INPUT:
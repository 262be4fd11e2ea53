//! Backend Contract
//!
//! The remote collaborator that loads the hierarchy and persists what the
//! designer proposes. Transport and schema belong to the implementation.

use async_trait::async_trait;
use serde::{Deserialize, Serialize};

use crate::domain::{DomainResult, DraftId, HierarchyItem, ItemId, LoadedItem, NodeId};

/// Scoping for a hierarchy load
#[derive(Debug, Clone, Default, PartialEq, Eq, Serialize, Deserialize)]
#[serde(default, rename_all = "camelCase")]
pub struct LoadFilter {
    /// Only this item and everything below it
    pub root: Option<ItemId>,
    /// Case-insensitive name match
    pub search: Option<String>,
}

/// One entry of the positional snapshot sent on save
#[derive(Debug, Clone, PartialEq, Eq, Serialize, Deserialize)]
#[serde(rename_all = "camelCase")]
pub struct PositionUpdate {
    pub id: ItemId,
    pub position_x: i32,
    pub position_y: i32,
    /// Only present when the structural depth disagrees with the stored level
    #[serde(skip_serializing_if = "Option::is_none")]
    pub level: Option<u32>,
}

/// One draft to create.
///
/// `parent_id` may name a draft that appears earlier in the same batch.
#[derive(Debug, Clone, PartialEq, Eq, Serialize, Deserialize)]
#[serde(rename_all = "camelCase")]
pub struct DraftCreate {
    pub draft_id: DraftId,
    pub name: String,
    pub description: Option<String>,
    pub parent_id: Option<NodeId>,
    pub level: u32,
    pub position_x: i32,
    pub position_y: i32,
}

#[derive(Debug, Clone, Copy, PartialEq, Eq, Serialize, Deserialize)]
#[serde(rename_all = "camelCase")]
pub struct ParentUpdate {
    pub id: ItemId,
    pub new_parent_id: Option<ItemId>,
}

/// Hierarchy persistence.
///
/// Futures are not required to be `Send` so that browser IPC bindings can
/// implement the same contract as native stores.
#[async_trait(?Send)]
pub trait HierarchyBackend {
    /// Current flat list with occupancy metadata
    async fn load(&self, filter: &LoadFilter) -> DomainResult<Vec<LoadedItem>>;

    /// All-or-nothing position/level update
    async fn bulk_update_positions(&self, updates: &[PositionUpdate]) -> DomainResult<()>;

    /// All-or-nothing create; results follow payload order
    async fn bulk_create(&self, drafts: &[DraftCreate]) -> DomainResult<Vec<HierarchyItem>>;

    /// Reparent one persisted item, effective immediately
    async fn update_parent(&self, update: &ParentUpdate) -> DomainResult<()>;

    async fn delete_item(&self, id: ItemId) -> DomainResult<()>;
}

#[cfg(test)]
mod tests {
    use super::*;

    #[test]
    fn test_position_update_omits_unchanged_level() {
        let update = PositionUpdate { id: ItemId(3), position_x: 10, position_y: -4, level: None };
        let json = serde_json::to_string(&update).unwrap();
        assert_eq!(json, r#"{"id":3,"positionX":10,"positionY":-4}"#);
    }

    #[test]
    fn test_parent_update_wire_shape() {
        let update = ParentUpdate { id: ItemId(5), new_parent_id: Some(ItemId(2)) };
        let json = serde_json::to_string(&update).unwrap();
        assert_eq!(json, r#"{"id":5,"newParentId":2}"#);
    }
}
//! Chart Canvas Component
//!
//! SVG surface for the hierarchy. The viewBox pans with background drags
//! and zooms with the wheel; node drags are converted from screen pixels
//! into chart units before they reach the designer.

use leptos::prelude::*;
use leptos_dragdrop::{bind_global_mouseup, create_dnd_signals, exceeds_threshold, DragFrame, DragMode};
use org_chart_core::presentation::EdgeLine;
use org_chart_core::{CanvasView, MenuTarget, NodeId, Position};

use super::{ChartNode, ContextMenuView};
use crate::actions::connect_nodes;
use crate::context::AppContext;
use crate::store::{use_chart_store, ChartStateStoreFields};

const ZOOM_STEP: f64 = 1.1;
const MIN_VIEW_WIDTH: f64 = 200.0;
const MAX_VIEW_WIDTH: f64 = 20_000.0;

/// Visible region in chart units
#[derive(Debug, Clone, Copy, PartialEq)]
struct ViewBox {
    x: f64,
    y: f64,
    width: f64,
    height: f64,
}

impl ViewBox {
    /// Cover `bounds` while matching the container's aspect ratio
    fn fit(min_x: i32, min_y: i32, width: i32, height: i32, aspect: f64) -> Self {
        let (mut w, mut h) = (f64::from(width.max(1)), f64::from(height.max(1)));
        if w / h < aspect {
            w = h * aspect;
        } else {
            h = w / aspect;
        }
        let cx = f64::from(min_x) + f64::from(width) / 2.0;
        let cy = f64::from(min_y) + f64::from(height) / 2.0;
        Self { x: cx - w / 2.0, y: cy - h / 2.0, width: w, height: h }
    }

    fn zoom(self, factor: f64) -> Self {
        let width = (self.width * factor).clamp(MIN_VIEW_WIDTH, MAX_VIEW_WIDTH);
        let factor = width / self.width;
        let height = self.height * factor;
        Self {
            x: self.x + (self.width - width) / 2.0,
            y: self.y + (self.height - height) / 2.0,
            width,
            height,
        }
    }

    fn attr(&self) -> String {
        format!("{} {} {} {}", self.x, self.y, self.width, self.height)
    }
}

/// Pan gesture in progress: pointer and viewBox at mousedown
#[derive(Debug, Clone, Copy)]
struct Pan {
    start: (i32, i32),
    origin: ViewBox,
    moved: bool,
}

fn edge_path(edge: &EdgeLine) -> String {
    let mid = (edge.from.y + edge.to.y) / 2;
    format!(
        "M {} {} C {} {}, {} {}, {} {}",
        edge.from.x, edge.from.y, edge.from.x, mid, edge.to.x, mid, edge.to.x, edge.to.y
    )
}

#[component]
pub fn ChartCanvas(canvas: Memo<CanvasView>) -> impl IntoView {
    let store = use_chart_store();
    let ctx = expect_context::<AppContext>();
    let container = NodeRef::<leptos::html::Div>::new();

    let view_box = RwSignal::new(ViewBox { x: -400.0, y: -40.0, width: 800.0, height: 600.0 });
    let fitted = RwSignal::new(false);
    let pan = StoredValue::new(None::<Pan>);
    let drag_origin = StoredValue::new(None::<(NodeId, Position)>);
    let dnd = create_dnd_signals::<NodeId>();

    // Client rect of the canvas and chart units per client pixel
    let metrics = move || {
        let rect = container.get_untracked()?.get_bounding_client_rect();
        if rect.width() <= 0.0 || rect.height() <= 0.0 {
            return None;
        }
        let vb = view_box.get_untracked();
        let scale = (vb.width / rect.width()).max(vb.height / rect.height());
        Some((rect, scale))
    };
    let to_chart = move |client_x: i32, client_y: i32| {
        let (rect, scale) = metrics()?;
        let vb = view_box.get_untracked();
        Some((
            vb.x + (f64::from(client_x) - rect.left()) * scale,
            vb.y + (f64::from(client_y) - rect.top()) * scale,
        ))
    };

    // Frame the chart once it has content, and again after "Fit"
    Effect::new(move |_| {
        let bounds = canvas.with(|view| view.bounds);
        if fitted.get() || bounds.width == 0 {
            return;
        }
        let Some(rect) = container.get().map(|el| el.get_bounding_client_rect()) else {
            return;
        };
        if rect.width() <= 0.0 || rect.height() <= 0.0 {
            return;
        }
        let aspect = rect.width() / rect.height();
        view_box.set(ViewBox::fit(bounds.min_x, bounds.min_y, bounds.width, bounds.height, aspect));
        fitted.set(true);
    });

    let on_frame = move |frame: DragFrame<NodeId>| {
        let origin = match drag_origin.get_value() {
            Some((id, origin)) if id == frame.id => origin,
            _ => {
                let Some(origin) = store
                    .designer()
                    .with_untracked(|designer| designer.store().position_of(frame.id))
                else {
                    return;
                };
                drag_origin.set_value(Some((frame.id, origin)));
                origin
            }
        };
        let scale = metrics().map_or(1.0, |(_, scale)| scale);
        let dx = (f64::from(frame.dx) * scale).round() as i32;
        let dy = (f64::from(frame.dy) * scale).round() as i32;
        store.designer().write().drag_node(frame.id, origin.offset(dx, dy), frame.dragging);
        if !frame.dragging {
            drag_origin.set_value(None);
        }
    };
    let on_connect = move |source: NodeId, target: NodeId| connect_nodes(store, ctx, source, target);
    bind_global_mouseup(dnd, on_frame, on_connect);

    let on_mousedown = move |ev: web_sys::MouseEvent| {
        if ev.button() != 0 {
            return;
        }
        store.designer().write().close_context_menu();
        pan.set_value(Some(Pan {
            start: (ev.client_x(), ev.client_y()),
            origin: view_box.get_untracked(),
            moved: false,
        }));
    };
    let on_mousemove = move |ev: web_sys::MouseEvent| {
        let Some(mut active) = pan.get_value() else {
            return;
        };
        let dx = ev.client_x() - active.start.0;
        let dy = ev.client_y() - active.start.1;
        if !active.moved && !exceeds_threshold(dx, dy) {
            return;
        }
        active.moved = true;
        pan.set_value(Some(active));
        let scale = metrics().map_or(1.0, |(_, scale)| scale);
        view_box.set(ViewBox {
            x: active.origin.x - f64::from(dx) * scale,
            y: active.origin.y - f64::from(dy) * scale,
            ..active.origin
        });
    };
    let on_mouseup = move |_ev: web_sys::MouseEvent| {
        // A background click without movement clears the selection
        if let Some(active) = pan.get_value() {
            if !active.moved {
                store.designer().write().clear_selection();
            }
        }
        pan.set_value(None);
    };
    let on_mouseleave = move |_ev: web_sys::MouseEvent| pan.set_value(None);

    let on_wheel = move |ev: web_sys::WheelEvent| {
        ev.prevent_default();
        let factor = if ev.delta_y() > 0.0 { ZOOM_STEP } else { 1.0 / ZOOM_STEP };
        view_box.update(|vb| *vb = vb.zoom(factor));
    };

    let on_contextmenu = move |ev: web_sys::MouseEvent| {
        ev.prevent_default();
        let at = Position::new(ev.client_x(), ev.client_y());
        store.designer().write().open_context_menu(MenuTarget::Canvas, at);
    };

    // Rubber band from the source handle to the pointer during a connect drag
    let pending_edge = move || {
        if dnd.mode_read.get() != DragMode::Connect {
            return None;
        }
        let source = dnd.dragging_id_read.get()?;
        let (px, py) = dnd.pointer_read.get();
        let from = canvas.with(|view| {
            view.nodes
                .iter()
                .find(|node| node.id == source)
                .map(|node| (node.x + node.width / 2, node.y + node.height))
        })?;
        let (tx, ty) = to_chart(px, py)?;
        Some(view! {
            <line class="edge pending" x1=from.0 y1=from.1 x2=tx y2=ty />
        })
    };

    let node_ids = move || canvas.with(|view| view.nodes.iter().map(|node| node.id).collect::<Vec<_>>());

    view! {
        <div
            class="chart-canvas"
            node_ref=container
            on:mousedown=on_mousedown
            on:mousemove=on_mousemove
            on:mouseup=on_mouseup
            on:mouseleave=on_mouseleave
            on:wheel=on_wheel
            on:contextmenu=on_contextmenu
        >
            <svg width="100%" height="100%" viewBox=move || view_box.get().attr()>
                <g class="edges">
                    <For
                        each=move || canvas.with(|view| view.edges.clone())
                        key=|edge| (edge.id.clone(), edge.from, edge.to, edge.dashed)
                        children=move |edge| {
                            let class = if edge.animated { "edge draft animated" } else { "edge" };
                            view! {
                                <path
                                    class=class
                                    d=edge_path(&edge)
                                    stroke-dasharray=if edge.dashed { "6 4" } else { "none" }
                                />
                            }
                        }
                    />
                    {pending_edge}
                </g>
                <g class="nodes">
                    <For
                        each=node_ids
                        key=|id| *id
                        children=move |id| view! { <ChartNode id=id canvas=canvas dnd=dnd /> }
                    />
                </g>
            </svg>

            {move || canvas.with(|view| view.empty_message.clone()).map(|message| view! {
                <div class="canvas-empty">{message}</div>
            })}

            <button
                class="canvas-fit-btn"
                title="Fit to content"
                on:mousedown=move |ev| ev.stop_propagation()
                on:click=move |_| fitted.set(false)
            >
                "⊡"
            </button>

            <ContextMenuView canvas=canvas />
        </div>
    }
}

WHAT YOU NEED TO DO:
Using the records above, set down exactly the lines from the one with "active.moved = true;" through the one with "let factor = if", inclusive, and nothing more.

YOUR SOLUTION:
        active.moved = true;
        pan.set_value(Some(active));
        let scale = metrics().map_or(1.0, |(_, scale)| scale);
        view_box.set(ViewBox {
            x: active.origin.x - f64::from(dx) * scale,
            y: active.origin.y - f64::from(dy) * scale,
            ..active.origin
        });
    };
    let on_mouseup = move |_ev: web_sys::MouseEvent| {
        // A background click without movement clears the selection
        if let Some(active) = pan.get_value() {
            if !active.moved {
                store.designer().write().clear_selection();
            }
        }
        pan.set_value(None);
    };
    let on_mouseleave = move |_ev: web_sys::MouseEvent| pan.set_value(None);

    let on_wheel = move |ev: web_sys::WheelEvent| {
        ev.prevent_default();
        let factor = if ev.delta_y() > 0.0 { ZOOM_STEP } else { 1.0 / ZOOM_STEP };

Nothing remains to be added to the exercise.